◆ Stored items
use std::collections::{BTreeMap, BTreeSet};

use serde::{Deserialize, Serialize};

use crate::{
    blob::Blob,
    commit::Commit,
    error::{Error, Result},
    object_id::ObjectId,
    object_store::ObjectStore,
};

/// The staging index: pending additions and pending removals, consumed by
/// the next commit.
///
/// A name is never both staged and removed; every mutation below keeps the
/// two collections disjoint.
#[derive(PartialEq, Eq, Debug, Clone, Default, Serialize, Deserialize)]
pub struct Index {
    staged: BTreeMap<String, ObjectId>,
    removed: BTreeSet<String>,
}

/// What [`Index::stage_remove`] did with a file name.
#[derive(PartialEq, Eq, Debug, Clone, Copy)]
pub enum Removal {
    /// The name was only staged; its pending addition was dropped.
    Unstaged,
    /// The name is tracked by the current commit and is now pending
    /// removal. The working copy should be deleted.
    Untracked,
}

impl Index {
    pub fn staged(&self) -> &BTreeMap<String, ObjectId> {
        &self.staged
    }

    pub fn removed(&self) -> &BTreeSet<String> {
        &self.removed
    }

    pub fn is_empty(&self) -> bool {
        self.staged.is_empty() && self.removed.is_empty()
    }

    /// Stages `blob` against the commit at `head`.
    ///
    /// A blob identical to the tracked version is not staged: any earlier
    /// staged version of the file is dropped and a pending removal is
    /// cancelled. Otherwise the blob's bytes are kept in `staging` (unless
    /// `blobs` already has them) until the next commit flushes them.
    pub fn stage_add<S, B>(
        &mut self,
        blob: &Blob,
        head: &Commit,
        staging: &mut S,
        blobs: &B,
    ) -> Result<()>
    where
        S: ObjectStore,
        B: ObjectStore,
        Error: From<S::Error> + From<B::Error>,
    {
        let name = blob.file_name();
        self.removed.remove(name);
        if head.blob(name) == Some(blob.uid()) {
            log::info!("{} matches the current commit, nothing to stage", name);
            if let Some(previous) = self.staged.remove(name) {
                staging.remove(previous)?;
            }
            return Ok(());
        }
        if let Some(previous) = self.staged.insert(name.to_string(), blob.uid()) {
            if previous != blob.uid() {
                staging.remove(previous)?;
            }
        }
        if !blobs.has(blob.uid())? {
            staging.insert(blob.uid(), blob.content())?;
        }
        log::info!("staged {} as {}", name, blob.uid());
        Ok(())
    }

    /// Stages the removal of `name`.
    ///
    /// Fails with [`Error::NothingToRemove`] unless the file is staged or
    /// tracked by `head`. A staged entry is always dropped; a tracked file
    /// is additionally recorded as removed.
    pub fn stage_remove<S>(&mut self, name: &str, head: &Commit, staging: &mut S) -> Result<Removal>
    where
        S: ObjectStore,
        Error: From<S::Error>,
    {
        let tracked = head.blob(name).is_some();
        if !tracked && !self.staged.contains_key(name) {
            return Err(Error::NothingToRemove);
        }
        if let Some(previous) = self.staged.remove(name) {
            staging.remove(previous)?;
        }
        if tracked {
            log::info!("marking {} for removal", name);
            self.removed.insert(name.to_string());
            Ok(Removal::Untracked)
        } else {
            log::info!("unstaged {}", name);
            Ok(Removal::Unstaged)
        }
    }

    /// Records an already stored blob as staged, without touching the
    /// staging area. Used by merge to take the other side's version.
    pub fn stage_stored(&mut self, name: &str, blob: ObjectId) {
        self.removed.remove(name);
        self.staged.insert(name.to_string(), blob);
    }

    /// Moves every staged blob from `staging` into `blobs`.
    pub fn flush_staged<S, B>(&self, staging: &mut S, blobs: &mut B) -> Result<()>
    where
        S: ObjectStore,
        B: ObjectStore,
        Error: From<S::Error> + From<B::Error>,
    {
        for uid in self.staged.values() {
            if let Some(content) = staging.read(*uid)? {
                blobs.insert(*uid, &content)?;
                staging.remove(*uid)?;
            } else if !blobs.has(*uid)? {
                return Err(Error::MissingObject(*uid));
            }
        }
        Ok(())
    }

    /// Empties the index and discards whatever is left in `staging`.
    pub fn clear<S>(&mut self, staging: &mut S) -> Result<()>
    where
        S: ObjectStore,
        Error: From<S::Error>,
    {
        for uid in staging.ids()? {
            staging.remove(uid)?;
        }
        self.staged.clear();
        self.removed.clear();
        Ok(())
    }
}

#[cfg(test)]
use crate::object_store::in_memory::InMemoryObjectStore;

#[cfg(test)]
fn tracking(files: &[(&str, &str)]) -> Commit {
    let staged = files
        .iter()
        .map(|(name, content)| (name.to_string(), Blob::new(*name, *content).uid()))
        .collect();
    Commit::child(
        "tracked",
        &Commit::initial().unwrap(),
        None,
        &staged,
        &BTreeSet::new(),
        chrono::Utc::now().fixed_offset(),
    )
    .unwrap()
}

#[test]
fn test_stage_new_file() {
    let head = tracking(&[]);
    let (mut staging, blobs) = (InMemoryObjectStore::new(), InMemoryObjectStore::new());
    let mut index = Index::default();
    let blob = Blob::new("a.txt", "hello");
    index.stage_add(&blob, &head, &mut staging, &blobs).unwrap();
    assert_eq!(index.staged().get("a.txt"), Some(&blob.uid()));
    assert_eq!(staging.read(blob.uid()).unwrap().unwrap(), b"hello");
}

#[test]
fn test_restaging_replaces_previous_version() {
    let head = tracking(&[]);
    let (mut staging, blobs) = (InMemoryObjectStore::new(), InMemoryObjectStore::new());
    let mut index = Index::default();
    let v1 = Blob::new("a.txt", "one");
    let v2 = Blob::new("a.txt", "two");
    index.stage_add(&v1, &head, &mut staging, &blobs).unwrap();
    index.stage_add(&v2, &head, &mut staging, &blobs).unwrap();
    assert_eq!(index.staged().len(), 1);
    assert_eq!(index.staged().get("a.txt"), Some(&v2.uid()));
    assert_eq!(staging.ids().unwrap(), vec![v2.uid()]);
}

#[test]
fn test_staging_unchanged_file_drops_entry_and_removal() {
    let head = tracking(&[("a.txt", "hello")]);
    let (mut staging, blobs) = (InMemoryObjectStore::new(), InMemoryObjectStore::new());
    let mut index = Index::default();
    index
        .stage_add(&Blob::new("a.txt", "changed"), &head, &mut staging, &blobs)
        .unwrap();
    index
        .stage_add(&Blob::new("a.txt", "hello"), &head, &mut staging, &blobs)
        .unwrap();
    assert!(index.is_empty());
    assert!(staging.ids().unwrap().is_empty());

    index.stage_remove("a.txt", &head, &mut staging).unwrap();
    assert!(index.removed().contains("a.txt"));
    index
        .stage_add(&Blob::new("a.txt", "hello"), &head, &mut staging, &blobs)
        .unwrap();
    assert!(index.is_empty());
}

#[test]
fn test_stage_remove() {
    let head = tracking(&[("tracked.txt", "x")]);
    let (mut staging, blobs) = (InMemoryObjectStore::new(), InMemoryObjectStore::new());
    let mut index = Index::default();

    assert!(matches!(
        index.stage_remove("nothing.txt", &head, &mut staging),
        Err(Error::NothingToRemove)
    ));
    assert!(index.is_empty());

    let fresh = Blob::new("new.txt", "n");
    index.stage_add(&fresh, &head, &mut staging, &blobs).unwrap();
    assert_eq!(
        index.stage_remove("new.txt", &head, &mut staging).unwrap(),
        Removal::Unstaged
    );
    assert!(index.is_empty());
    assert!(!staging.has(fresh.uid()).unwrap());

    assert_eq!(
        index.stage_remove("tracked.txt", &head, &mut staging).unwrap(),
        Removal::Untracked
    );
    assert!(index.removed().contains("tracked.txt"));
    assert!(index.staged().is_empty());
}

#[test]
fn test_flush_and_clear() {
    let head = tracking(&[]);
    let (mut staging, mut blobs) = (InMemoryObjectStore::new(), InMemoryObjectStore::new());
    let mut index = Index::default();
    let blob = Blob::new("a.txt", "hello");
    index.stage_add(&blob, &head, &mut staging, &blobs).unwrap();
    index.flush_staged(&mut staging, &mut blobs).unwrap();
    assert!(blobs.has(blob.uid()).unwrap());
    assert!(!staging.has(blob.uid()).unwrap());

    // already stored blobs are not copied into staging again
    let mut again = Index::default();
    again.stage_add(&blob, &head, &mut staging, &blobs).unwrap();
    assert!(staging.ids().unwrap().is_empty());
    again.clear(&mut staging).unwrap();
    assert!(again.is_empty());
}

#[test]
fn test_index_serde() {
    let mut index = Index::default();
    index.stage_stored("a.txt", Blob::new("a.txt", "a").uid());
    let json = serde_json::to_string(&index).unwrap();
    let back: Index = serde_json::from_str(&json).unwrap();
    assert_eq!(index, back);
}
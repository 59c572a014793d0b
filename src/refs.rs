//! Branch pointers and HEAD.
//!
//! Each branch lives in its own file under `.rev/branches`, holding the id of
//! the commit it points at. `.rev/HEAD` holds the name of the checked-out
//! branch. [`Refs`] is loaded once per command, mutated in memory and written
//! back with [`Refs::save`].

use std::{
    collections::{BTreeMap, BTreeSet},
    fs::{read_dir, read_to_string, remove_file},
    io::ErrorKind,
};

use crate::{
    dot_rev::{read_json, write_json, write_text, DotRev},
    error::{Error, Result},
    object_id::ObjectId,
};

/// Branch every new repository starts on.
pub const DEFAULT_BRANCH: &str = "master";

#[derive(Debug, Clone, PartialEq, Eq)]
pub struct Refs {
    head: String,
    branches: BTreeMap<String, ObjectId>,
    deleted: BTreeSet<String>,
}

impl Refs {
    /// A fresh table with a single branch pointing at `initial`.
    pub fn new(initial: ObjectId) -> Self {
        Refs {
            head: DEFAULT_BRANCH.to_string(),
            branches: [(DEFAULT_BRANCH.to_string(), initial)].into(),
            deleted: BTreeSet::new(),
        }
    }

    pub fn load(dot_rev: &DotRev) -> Result<Self> {
        let head = read_to_string(dot_rev.head_path())?.trim().to_string();
        let mut branches = BTreeMap::new();
        for entry in read_dir(dot_rev.branches_path())? {
            let entry = entry?;
            let name = entry.file_name().to_string_lossy().into_owned();
            branches.insert(name, read_json(&entry.path())?);
        }
        if !branches.contains_key(&head) {
            return Err(Error::Corrupt(format!("HEAD names unknown branch {}", head)));
        }
        Ok(Refs {
            head,
            branches,
            deleted: BTreeSet::new(),
        })
    }

    pub fn save(&self, dot_rev: &DotRev) -> Result<()> {
        let dir = dot_rev.branches_path();
        for name in &self.deleted {
            let path = dir.join(name);
            log::info!("deleting branch file {:?}", path);
            match remove_file(path) {
                Err(err) if err.kind() != ErrorKind::NotFound => return Err(err.into()),
                _ => {}
            }
        }
        for (name, id) in &self.branches {
            write_json(id, &dir.join(name))?;
        }
        write_text(&self.head, &dot_rev.head_path())
    }

    /// Name of the checked-out branch.
    pub fn head(&self) -> &str {
        &self.head
    }

    /// Commit the checked-out branch points at.
    pub fn head_commit(&self) -> ObjectId {
        self.branches[&self.head]
    }

    pub fn branch(&self, name: &str) -> Option<ObjectId> {
        self.branches.get(name).copied()
    }

    pub fn branches(&self) -> impl Iterator<Item = (&str, ObjectId)> {
        self.branches.iter().map(|(name, id)| (name.as_str(), *id))
    }

    /// Points a new branch at the current commit.
    pub fn create_branch(&mut self, name: &str) -> Result<()> {
        validate_name(name)?;
        if self.branches.contains_key(name) {
            return Err(Error::BranchExists);
        }
        log::info!("creating branch {} at {}", name, self.head_commit());
        self.branches.insert(name.to_string(), self.head_commit());
        self.deleted.remove(name);
        Ok(())
    }

    pub fn delete_branch(&mut self, name: &str) -> Result<()> {
        if !self.branches.contains_key(name) {
            return Err(Error::NoSuchBranch);
        }
        if self.head == name {
            return Err(Error::CannotDeleteCurrent);
        }
        log::info!("deleting branch {}", name);
        self.branches.remove(name);
        self.deleted.insert(name.to_string());
        Ok(())
    }

    /// Points the checked-out branch at `commit`.
    pub fn move_current_branch(&mut self, commit: ObjectId) {
        log::info!("moving {} to {}", self.head, commit);
        self.branches.insert(self.head.clone(), commit);
    }

    /// Checks out another branch without moving any branch pointer.
    pub fn switch_head(&mut self, name: &str) -> Result<()> {
        if !self.branches.contains_key(name) {
            return Err(Error::NoSuchCheckoutBranch);
        }
        log::info!("switching HEAD from {} to {}", self.head, name);
        self.head = name.to_string();
        Ok(())
    }
}

fn validate_name(name: &str) -> Result<()> {
    let plain = !name.is_empty()
        && name != "."
        && name != ".."
        && !name.contains(['/', '\\'])
        && !name.chars().any(char::is_control);
    if plain {
        Ok(())
    } else {
        Err(Error::InvalidBranchName(name.to_string()))
    }
}

#[test]
fn test_create_and_delete() {
    let initial = ObjectId::of_parts([b"initial".as_slice()]);
    let mut refs = Refs::new(initial);
    refs.create_branch("feature").unwrap();
    assert_eq!(refs.branch("feature"), Some(initial));
    assert!(matches!(refs.create_branch("feature"), Err(Error::BranchExists)));
    assert!(matches!(refs.delete_branch("nope"), Err(Error::NoSuchBranch)));
    assert!(matches!(
        refs.delete_branch(DEFAULT_BRANCH),
        Err(Error::CannotDeleteCurrent)
    ));
    refs.delete_branch("feature").unwrap();
    assert_eq!(refs.branch("feature"), None);
    assert!(matches!(
        refs.create_branch("../escape"),
        Err(Error::InvalidBranchName(_))
    ));
}

#[test]
fn test_move_and_switch() {
    let initial = ObjectId::of_parts([b"initial".as_slice()]);
    let next = ObjectId::of_parts([b"next".as_slice()]);
    let mut refs = Refs::new(initial);
    refs.create_branch("feature").unwrap();
    refs.switch_head("feature").unwrap();
    refs.move_current_branch(next);
    assert_eq!(refs.head(), "feature");
    assert_eq!(refs.head_commit(), next);
    assert_eq!(refs.branch(DEFAULT_BRANCH), Some(initial));
    assert!(matches!(
        refs.switch_head("nope"),
        Err(Error::NoSuchCheckoutBranch)
    ));
}

#[test]
fn test_save_and_load() {
    let tempdir = tempfile::tempdir().unwrap();
    let dot_rev = DotRev::init(tempdir.path()).unwrap();
    let initial = ObjectId::of_parts([b"initial".as_slice()]);
    let mut refs = Refs::new(initial);
    refs.create_branch("gone").unwrap();
    refs.create_branch("kept").unwrap();
    refs.save(&dot_rev).unwrap();
    refs.delete_branch("gone").unwrap();
    refs.switch_head("kept").unwrap();
    refs.save(&dot_rev).unwrap();

    let loaded = Refs::load(&dot_rev).unwrap();
    assert_eq!(loaded.head(), "kept");
    let names: Vec<&str> = loaded.branches().map(|(name, _)| name).collect();
    assert_eq!(names, vec![DEFAULT_BRANCH, "kept"]);
    assert!(!dot_rev.branches_path().join("gone").exists());
}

◆ TASK DIRECTIONS
Using the data above, restate word for word the lines from its opening line through the line that contains "two collections disjoint.", and no more.

◆ OUTPUT FOR THIS TASK
use std::collections::{BTreeMap, BTreeSet};

use serde::{Deserialize, Serialize};

use crate::{
    blob::Blob,
    commit::Commit,
    error::{Error, Result},
    object_id::ObjectId,
    object_store::ObjectStore,
};

/// The staging index: pending additions and pending removals, consumed by
/// the next commit.
///
/// A name is never both staged and removed; every mutation below keeps the
/// two collections disjoint.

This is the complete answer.